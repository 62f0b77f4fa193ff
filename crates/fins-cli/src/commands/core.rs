//! Core command implementations and shared utilities
//!
//! This module contains:
//! - `open_db` - Shared utility to open the database
//! - `load_config` - Analytics config resolution
//! - `cmd_init` - Initialize the database

use std::path::Path;

use anyhow::{Context, Result};
use chrono::{Local, NaiveDate};
use fins_core::{db::Database, import::parse_date, AnalyticsConfig};

/// Open database with encryption by default, or unencrypted if --no-encrypt
pub fn open_db(db_path: &Path, no_encrypt: bool) -> Result<Database> {
    let path_str = db_path
        .to_str()
        .context("Database path is not valid UTF-8")?;
    if no_encrypt {
        Database::new_unencrypted(path_str).context("Failed to open database (unencrypted)")
    } else {
        Database::new(path_str).context("Failed to open database")
    }
}

/// Load analytics config from an explicit file, the data-dir override, or defaults
pub fn load_config(path: Option<&Path>) -> Result<AnalyticsConfig> {
    match path {
        Some(path) => AnalyticsConfig::load_from(path)
            .with_context(|| format!("Failed to load config from {}", path.display())),
        None => AnalyticsConfig::load().context("Failed to load analytics config"),
    }
}

/// Parse a date argument, defaulting to today
pub fn parse_date_arg(date: Option<&str>) -> Result<NaiveDate> {
    match date {
        Some(s) => parse_date(s).with_context(|| format!("Invalid date: {}", s)),
        None => Ok(Local::now().date_naive()),
    }
}

pub fn cmd_init(db_path: &Path, no_encrypt: bool) -> Result<()> {
    println!("🔧 Initializing database at {}...", db_path.display());

    open_db(db_path, no_encrypt)?;

    if no_encrypt {
        println!("   ⚠️  Encryption: DISABLED (--no-encrypt)");
    } else {
        println!("   🔒 Encryption: ENABLED");
    }

    println!("✅ Database initialized successfully!");
    println!();
    println!("Next steps:");
    println!("  1. Set a profile: fins profile set --user alice --balance 1000 --salary 3000");
    println!("  2. Import records: fins import --file expenses.csv --user alice --kind expense");
    println!("  3. Get a report:   fins insights --user alice");

    Ok(())
}
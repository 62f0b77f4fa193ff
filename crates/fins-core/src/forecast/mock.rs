//! Mock forecaster for testing
//!
//! Projects a constant value with a fixed band and echoes the input as the
//! fitted series, so accuracy is 1 unless the fitted values are overridden.

use std::sync::Mutex;

use crate::error::{Error, Result};
use crate::ledger::DailyPoint;

use super::{projected_date, ForecastOutput, ForecastPoint, Forecaster};

/// Mock forecaster with predictable output
#[derive(Debug, Default)]
pub struct MockForecaster {
    /// Value of every projected point
    pub value: f64,
    /// Distance from the value to each bound
    pub half_width: f64,
    /// Fitted values to return instead of echoing the input
    pub fitted: Option<Vec<f64>>,
    /// When set, every call fails with this message
    pub failure: Option<String>,
    /// (observations, horizon_days) of the last call
    last_call: Mutex<Option<(usize, u32)>>,
}

impl MockForecaster {
    pub fn new(value: f64) -> Self {
        Self {
            value,
            ..Default::default()
        }
    }

    /// A forecaster that always fails
    pub fn failing(message: &str) -> Self {
        Self {
            failure: Some(message.to_string()),
            ..Default::default()
        }
    }

    pub fn with_half_width(mut self, half_width: f64) -> Self {
        self.half_width = half_width;
        self
    }

    pub fn with_fitted(mut self, fitted: Vec<f64>) -> Self {
        self.fitted = Some(fitted);
        self
    }

    /// Horizon requested by the last call
    pub fn last_horizon(&self) -> Option<u32> {
        self.last_call().map(|(_, horizon)| horizon)
    }

    /// Number of daily observations passed to the last call
    pub fn last_observations(&self) -> Option<usize> {
        self.last_call().map(|(observations, _)| observations)
    }

    fn last_call(&self) -> Option<(usize, u32)> {
        self.last_call.lock().ok().and_then(|guard| *guard)
    }
}

impl Forecaster for MockForecaster {
    fn name(&self) -> &'static str {
        "mock"
    }

    fn fit_and_project(&self, daily: &[DailyPoint], horizon_days: u32) -> Result<ForecastOutput> {
        if let Ok(mut guard) = self.last_call.lock() {
            *guard = Some((daily.len(), horizon_days));
        }

        if let Some(message) = &self.failure {
            return Err(Error::Forecast(message.clone()));
        }

        let start = daily
            .last()
            .map(|p| p.date)
            .ok_or_else(|| Error::Forecast("cannot fit an empty series".into()))?;

        let points = (1..=horizon_days)
            .map(|day| {
                Ok(ForecastPoint {
                    date: projected_date(start, day)?,
                    value: self.value,
                    lower: self.value - self.half_width,
                    upper: self.value + self.half_width,
                })
            })
            .collect::<Result<Vec<_>>>()?;

        let fitted = self
            .fitted
            .clone()
            .unwrap_or_else(|| daily.iter().map(|p| p.value).collect());

        Ok(ForecastOutput { points, fitted })
    }
}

What the task requires: After reading the material above, repeat all of it exactly.

Solution:
repository 62f0b77f4fa193ff
filename crates/fins-cli/src/commands/core.rs
//! Core command implementations and shared utilities
//!
//! This module contains:
//! - `open_db` - Shared utility to open the database
//! - `load_config` - Analytics config resolution
//! - `cmd_init` - Initialize the database

use std::path::Path;

use anyhow::{Context, Result};
use chrono::{Local, NaiveDate};
use fins_core::{db::Database, import::parse_date, AnalyticsConfig};

/// Open database with encryption by default, or unencrypted if --no-encrypt
pub fn open_db(db_path: &Path, no_encrypt: bool) -> Result<Database> {
    let path_str = db_path
        .to_str()
        .context("Database path is not valid UTF-8")?;
    if no_encrypt {
        Database::new_unencrypted(path_str).context("Failed to open database (unencrypted)")
    } else {
        Database::new(path_str).context("Failed to open database")
    }
}

/// Load analytics config from an explicit file, the data-dir override, or defaults
pub fn load_config(path: Option<&Path>) -> Result<AnalyticsConfig> {
    match path {
        Some(path) => AnalyticsConfig::load_from(path)
            .with_context(|| format!("Failed to load config from {}", path.display())),
        None => AnalyticsConfig::load().context("Failed to load analytics config"),
    }
}

/// Parse a date argument, defaulting to today
pub fn parse_date_arg(date: Option<&str>) -> Result<NaiveDate> {
    match date {
        Some(s) => parse_date(s).with_context(|| format!("Invalid date: {}", s)),
        None => Ok(Local::now().date_naive()),
    }
}

pub fn cmd_init(db_path: &Path, no_encrypt: bool) -> Result<()> {
    println!("🔧 Initializing database at {}...", db_path.display());

    open_db(db_path, no_encrypt)?;

    if no_encrypt {
        println!("   ⚠️  Encryption: DISABLED (--no-encrypt)");
    } else {
        println!("   🔒 Encryption: ENABLED");
    }

    println!("✅ Database initialized successfully!");
    println!();
    println!("Next steps:");
    println!("  1. Set a profile: fins profile set --user alice --balance 1000 --salary 3000");
    println!("  2. Import records: fins import --file expenses.csv --user alice --kind expense");
    println!("  3. Get a report:   fins insights --user alice");

    Ok(())
}
repository 62f0b77f4fa193ff
filename crates/fins-core/src/forecast/mock.rs
//! Mock forecaster for testing
//!
//! Projects a constant value with a fixed band and echoes the input as the
//! fitted series, so accuracy is 1 unless the fitted values are overridden.

use std::sync::Mutex;

use crate::error::{Error, Result};
use crate::ledger::DailyPoint;

use super::{projected_date, ForecastOutput, ForecastPoint, Forecaster};

/// Mock forecaster with predictable output
#[derive(Debug, Default)]
pub struct MockForecaster {
    /// Value of every projected point
    pub value: f64,
    /// Distance from the value to each bound
    pub half_width: f64,
    /// Fitted values to return instead of echoing the input
    pub fitted: Option<Vec<f64>>,
    /// When set, every call fails with this message
    pub failure: Option<String>,
    /// (observations, horizon_days) of the last call
    last_call: Mutex<Option<(usize, u32)>>,
}

impl MockForecaster {
    pub fn new(value: f64) -> Self {
        Self {
            value,
            ..Default::default()
        }
    }

    /// A forecaster that always fails
    pub fn failing(message: &str) -> Self {
        Self {
            failure: Some(message.to_string()),
            ..Default::default()
        }
    }

    pub fn with_half_width(mut self, half_width: f64) -> Self {
        self.half_width = half_width;
        self
    }

    pub fn with_fitted(mut self, fitted: Vec<f64>) -> Self {
        self.fitted = Some(fitted);
        self
    }

    /// Horizon requested by the last call
    pub fn last_horizon(&self) -> Option<u32> {
        self.last_call().map(|(_, horizon)| horizon)
    }

    /// Number of daily observations passed to the last call
    pub fn last_observations(&self) -> Option<usize> {
        self.last_call().map(|(observations, _)| observations)
    }

    fn last_call(&self) -> Option<(usize, u32)> {
        self.last_call.lock().ok().and_then(|guard| *guard)
    }
}

impl Forecaster for MockForecaster {
    fn name(&self) -> &'static str {
        "mock"
    }

    fn fit_and_project(&self, daily: &[DailyPoint], horizon_days: u32) -> Result<ForecastOutput> {
        if let Ok(mut guard) = self.last_call.lock() {
            *guard = Some((daily.len(), horizon_days));
        }

        if let Some(message) = &self.failure {
            return Err(Error::Forecast(message.clone()));
        }

        let start = daily
            .last()
            .map(|p| p.date)
            .ok_or_else(|| Error::Forecast("cannot fit an empty series".into()))?;

        let points = (1..=horizon_days)
            .map(|day| {
                Ok(ForecastPoint {
                    date: projected_date(start, day)?,
                    value: self.value,
                    lower: self.value - self.half_width,
                    upper: self.value + self.half_width,
                })
            })
            .collect::<Result<Vec<_>>>()?;

        let fitted = self
            .fitted
            .clone()
            .unwrap_or_else(|| daily.iter().map(|p| p.value).collect());

        Ok(ForecastOutput { points, fitted })
    }
}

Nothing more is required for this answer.